● **Task statement**: As the answer, give every line of the records that includes the word "CryptoProvider".

(Dataset entries)
──────
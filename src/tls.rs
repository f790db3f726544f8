//! TLS material → rustls server configuration.
//!
//! Fixed policy, not configurable:
//!
//! - TLS 1.2 minimum
//! - TLS 1.2 suites: ECDHE-ECDSA-AES128-GCM-SHA256, ECDHE-RSA-AES128-GCM-SHA256,
//!   ECDHE-RSA-AES256-GCM-SHA384 (TLS 1.3 keeps its standard suites)
//! - key exchange: P-384, P-256, X25519
//! - ALPN: `h2`, `http/1.1`
//!
//! Client certificates are requested and verified only when CA material is
//! present and `require_client_cert` is set.

use std::fmt;
use std::sync::Arc;

use rustls::RootCertStore;
use rustls::crypto::CryptoProvider;
use rustls::crypto::ring::{cipher_suite, default_provider, kx_group};
use rustls::pki_types::{CertificateDer, PrivateKeyDer};
use rustls::server::WebPkiClientVerifier;
use rustls::version::{TLS12, TLS13};

use crate::error::Error;

/// PEM-encoded certificate material for the listener.
#[derive(Clone, Default)]
pub struct TlsConfig {
    pub cert: Vec<u8>,
    pub key: Vec<u8>,
    /// CA bundle used to verify client certificates. Optional.
    pub ca_cert: Vec<u8>,
    pub require_client_cert: bool,
}

impl fmt::Debug for TlsConfig {
    fn fmt(&self, f: &mut fmt::Formatter<'_>) -> fmt::Result {
        f.debug_struct("TlsConfig")
            .field("cert", &format_args!("{} bytes", self.cert.len()))
            .field("key", &"<redacted>")
            .field("ca_cert", &format_args!("{} bytes", self.ca_cert.len()))
            .field("require_client_cert", &self.require_client_cert)
            .finish()
    }
}

impl TlsConfig {
    pub fn new(cert: impl Into<Vec<u8>>, key: impl Into<Vec<u8>>) -> Self {
        Self { cert: cert.into(), key: key.into(), ..Self::default() }
    }

    /// Verifies client certificates against `ca_cert`; when `require` is set,
    /// clients without one are refused.
    pub fn client_ca(mut self, ca_cert: impl Into<Vec<u8>>, require: bool) -> Self {
        self.ca_cert = ca_cert.into();
        self.require_client_cert = require;
        self
    }

    /// Builds the rustls configuration, parsing and validating all material.
    pub fn build(&self) -> Result<Arc<rustls::ServerConfig>, Error> {
        let certs = parse_certs(&self.cert, "certificate")?;
        let key = parse_key(&self.key)?;
        let provider = Arc::new(provider());

        let builder = rustls::ServerConfig::builder_with_provider(Arc::clone(&provider))
            .with_protocol_versions(&[&TLS13, &TLS12])?;

        let builder = if self.require_client_cert {
            if self.ca_cert.is_empty() {
                return Err(Error::Tls(
                    "client certificate verification requires a CA certificate".to_owned(),
                ));
            }
            let mut roots = RootCertStore::empty();
            for ca in parse_certs(&self.ca_cert, "CA certificate")? {
                roots.add(ca)?;
            }
            let verifier = WebPkiClientVerifier::builder_with_provider(Arc::new(roots), provider)
                .build()
                .map_err(|e| Error::Tls(format!("client verifier: {e}")))?;
            builder.with_client_cert_verifier(verifier)
        } else {
            builder.with_no_client_auth()
        };

        let mut config = builder.with_single_cert(certs, key)?;
        config.alpn_protocols = vec![b"h2".to_vec(), b"http/1.1".to_vec()];
        Ok(Arc::new(config))
    }
}

fn provider() -> CryptoProvider {
    CryptoProvider {
        cipher_suites: vec![
            cipher_suite::TLS13_AES_128_GCM_SHA256,
            cipher_suite::TLS13_AES_256_GCM_SHA384,
            cipher_suite::TLS13_CHACHA20_POLY1305_SHA256,
            cipher_suite::TLS_ECDHE_ECDSA_WITH_AES_128_GCM_SHA256,
            cipher_suite::TLS_ECDHE_RSA_WITH_AES_128_GCM_SHA256,
            cipher_suite::TLS_ECDHE_RSA_WITH_AES_256_GCM_SHA384,
        ],
        kx_groups: vec![kx_group::SECP384R1, kx_group::SECP256R1, kx_group::X25519],
        ..default_provider()
    }
}

fn parse_certs(pem: &[u8], what: &str) -> Result<Vec<CertificateDer<'static>>, Error> {
    let certs = rustls_pemfile::certs(&mut &pem[..])
        .collect::<Result<Vec<_>, _>>()
        .map_err(|e| Error::Tls(format!("{what}: {e}")))?;
    if certs.is_empty() {
        return Err(Error::Tls(format!("{what}: no PEM certificate found")));
    }
    Ok(certs)
}

fn parse_key(pem: &[u8]) -> Result<PrivateKeyDer<'static>, Error> {
    rustls_pemfile::private_key(&mut &pem[..])
        .map_err(|e| Error::Tls(format!("private key: {e}")))?
        .ok_or_else(|| Error::Tls("private key: no PEM key found".to_owned()))
}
──────
● **Answer below**:
use rustls::crypto::CryptoProvider;
fn provider() -> CryptoProvider {
    CryptoProvider {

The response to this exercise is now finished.